Supplied records:

>>>>>

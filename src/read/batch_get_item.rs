use crate::{common, read};

use aws_sdk_dynamodb::{Client, error, operation, types};
use indexmap::IndexMap;
use serde::Serialize;
use serde_dynamo::{Error, Result};
use std::collections;

/// Batch get item operation.
///
/// ```rust,no_run
/// use aws_sdk_dynamodb::Client;
/// use dynamodb_futures::{common, read};
/// use indexmap::IndexMap;
///
/// # async fn example(client: &Client) -> Result<(), Box<dyn std::error::Error>> {
/// let batch_get = read::batch_get_item::BatchGetItem {
///     request_items: IndexMap::from([(
///         read::common::ReadArgs::new("users", None),
///         vec![
///             common::key::PrimaryKey::new("id", "1"),
///             common::key::PrimaryKey::new("id", "2"),
///         ],
///     )]),
///     ..Default::default()
/// };
/// batch_get.send(client).await?;
/// # Ok(())
/// # }
/// ```
#[derive(Debug, Default, PartialEq)]
pub struct BatchGetItem<T> {
    /// A map of per-table read arguments to the keys to retrieve from that
    /// table.
    pub request_items: IndexMap<read::common::ReadArgs, Vec<common::key::PrimaryKey<T>>>,
    /// Whether to return the consumed capacity information.
    pub return_consumed_capacity: Option<types::ReturnConsumedCapacity>,
}

impl<T> BatchGetItem<T> {
    /// Build a batch get request from its loose parameters.
    pub fn new(
        request_items: IndexMap<read::common::ReadArgs, Vec<common::key::PrimaryKey<T>>>,
        return_consumed_capacity: Option<types::ReturnConsumedCapacity>,
    ) -> Self {
        Self {
            request_items,
            return_consumed_capacity,
        }
    }
}

impl<T: Serialize> TryFrom<BatchGetItem<T>> for operation::batch_get_item::BatchGetItemInput {
    type Error = Error;

    fn try_from(batch_get_item: BatchGetItem<T>) -> Result<Self> {
        let mut request_items =
            collections::HashMap::with_capacity(batch_get_item.request_items.len());
        for (read_args, keys) in batch_get_item.request_items {
            let read: read::common::ReadInput = read_args.into();
            let mut serialized_keys = Vec::with_capacity(keys.len());
            for key in keys {
                let key = key.try_into()?;
                serialized_keys.push(key);
            }
            let keys_and_attributes = types::KeysAndAttributes::builder()
                .set_consistent_read(read.consistent_read)
                .set_expression_attribute_names(read.expression_attribute_names)
                .set_keys(Some(serialized_keys))
                .set_projection_expression(read.projection_expression)
                .build()
                .unwrap();
            request_items.insert(read.table_name, keys_and_attributes);
        }
        let input = Self::builder()
            .set_request_items(Some(request_items))
            .set_return_consumed_capacity(batch_get_item.return_consumed_capacity)
            .build()
            .unwrap();
        Ok(input)
    }
}

impl<T: Serialize> BatchGetItem<T> {
    /// Execute the batch get item operation.
    ///
    /// Unprocessed keys are returned as-is in the output; the request is never
    /// split or retried here.
    pub async fn send(
        self,
        client: &Client,
    ) -> Result<
        operation::batch_get_item::BatchGetItemOutput,
        error::SdkError<operation::batch_get_item::BatchGetItemError>,
    > {
        let input: operation::batch_get_item::BatchGetItemInput =
            self.try_into().map_err(error::BuildError::other)?;
        client
            .batch_get_item()
            .set_request_items(input.request_items)
            .set_return_consumed_capacity(input.return_consumed_capacity)
            .send()
            .await
    }
}
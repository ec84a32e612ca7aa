use aws_sdk_dynamodb::{Client, error, operation, types};

/// Tag resource operation.
///
/// Associates a set of key-value tags with a table (identified by its Amazon
/// resource name).
///
/// ```rust,no_run
/// use aws_sdk_dynamodb::Client;
/// use dynamodb_futures::table::tags;
///
/// # async fn example(client: &Client) -> Result<(), Box<dyn std::error::Error>> {
/// let tag_resource = tags::TagResource::new(
///     "arn:aws:dynamodb:us-east-1:123456789012:table/users",
///     [("team".to_string(), "identity".to_string())],
/// );
/// tag_resource.send(client).await?;
/// # Ok(())
/// # }
/// ```
#[derive(Clone, Debug, Default, Eq, PartialEq)]
pub struct TagResource {
    /// The Amazon resource name of the table to tag.
    pub resource_arn: String,
    /// The tags to associate, as key-value pairs.
    pub tags: Vec<(String, String)>,
}

impl TagResource {
    /// Build a tag resource request.
    pub fn new(
        resource_arn: impl Into<String>,
        tags: impl IntoIterator<Item = (String, String)>,
    ) -> Self {
        Self {
            resource_arn: resource_arn.into(),
            tags: tags.into_iter().collect(),
        }
    }
}

impl TryFrom<TagResource> for operation::tag_resource::TagResourceInput {
    type Error = error::BuildError;

    fn try_from(tag_resource: TagResource) -> Result<Self, Self::Error> {
        let tags = tag_resource
            .tags
            .into_iter()
            .map(|(key, value)| types::Tag::builder().key(key).value(value).build())
            .collect::<Result<Vec<_>, _>>()?;
        Self::builder()
            .set_resource_arn(Some(tag_resource.resource_arn))
            .set_tags(Some(tags))
            .build()
    }
}

impl TagResource {
    /// Execute the tag resource operation.
    pub async fn send(
        self,
        client: &Client,
    ) -> Result<
        operation::tag_resource::TagResourceOutput,
        error::SdkError<operation::tag_resource::TagResourceError>,
    > {
        let input: operation::tag_resource::TagResourceInput = self.try_into()?;
        client
            .tag_resource()
            .set_resource_arn(input.resource_arn)
            .set_tags(input.tags)
            .send()
            .await
    }
}

/// Untag resource operation.
///
/// Removes tags by key from a table resource.
#[derive(Clone, Debug, Default, Eq, PartialEq)]
pub struct UntagResource {
    /// The Amazon resource name of the table to untag.
    pub resource_arn: String,
    /// The keys of the tags to remove.
    pub tag_keys: Vec<String>,
}

impl UntagResource {
    /// Build an untag resource request.
    pub fn new(
        resource_arn: impl Into<String>,
        tag_keys: impl IntoIterator<Item = String>,
    ) -> Self {
        Self {
            resource_arn: resource_arn.into(),
            tag_keys: tag_keys.into_iter().collect(),
        }
    }
}

impl TryFrom<UntagResource> for operation::untag_resource::UntagResourceInput {
    type Error = error::BuildError;

    fn try_from(untag_resource: UntagResource) -> Result<Self, Self::Error> {
        Self::builder()
            .set_resource_arn(Some(untag_resource.resource_arn))
            .set_tag_keys(Some(untag_resource.tag_keys))
            .build()
    }
}

impl UntagResource {
    /// Execute the untag resource operation.
    pub async fn send(
        self,
        client: &Client,
    ) -> Result<
        operation::untag_resource::UntagResourceOutput,
        error::SdkError<operation::untag_resource::UntagResourceError>,
    > {
        let input: operation::untag_resource::UntagResourceInput = self.try_into()?;
        client
            .untag_resource()
            .set_resource_arn(input.resource_arn)
            .set_tag_keys(input.tag_keys)
            .send()
            .await
    }
}

#[cfg(test)]
mod tests {
    use super::*;

    use rstest::rstest;

    #[rstest]
    #[case::single_tag(
        TagResource::new("a", [("b".to_string(), "c".to_string())]),
        operation::tag_resource::TagResourceInput::builder()
            .resource_arn("a")
            .tags(
                types::Tag::builder()
                    .key("b")
                    .value("c")
                    .build()
                    .unwrap()
            )
            .build()
            .unwrap()
    )]
    #[case::multiple_tags(
        TagResource::new(
            "a",
            [
                ("b".to_string(), "c".to_string()),
                ("d".to_string(), "e".to_string()),
            ],
        ),
        operation::tag_resource::TagResourceInput::builder()
            .resource_arn("a")
            .tags(
                types::Tag::builder()
                    .key("b")
                    .value("c")
                    .build()
                    .unwrap()
            )
            .tags(
                types::Tag::builder()
                    .key("d")
                    .value("e")
                    .build()
                    .unwrap()
            )
            .build()
            .unwrap()
    )]
    fn test_tag_resource(
        #[case] tag_resource: TagResource,
        #[case] expected: operation::tag_resource::TagResourceInput,
    ) {
        let actual: operation::tag_resource::TagResourceInput = tag_resource.try_into().unwrap();
        assert_eq!(actual, expected);
    }

    #[rstest]
    #[case::two_keys(
        UntagResource::new("a", ["b".to_string(), "c".to_string()]),
        operation::untag_resource::UntagResourceInput::builder()
            .resource_arn("a")
            .tag_keys("b")
            .tag_keys("c")
            .build()
            .unwrap()
    )]
    fn test_untag_resource(
        #[case] untag_resource: UntagResource,
        #[case] expected: operation::untag_resource::UntagResourceInput,
    ) {
        let actual: operation::untag_resource::UntagResourceInput =
            untag_resource.try_into().unwrap();
        assert_eq!(actual, expected);
    }
}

<<<<<

Brief: Look over the entries above. Copy every line that contains the word "Execute".

Reply:
    /// Execute the batch get item operation.
    /// Execute the tag resource operation.
    /// Execute the untag resource operation.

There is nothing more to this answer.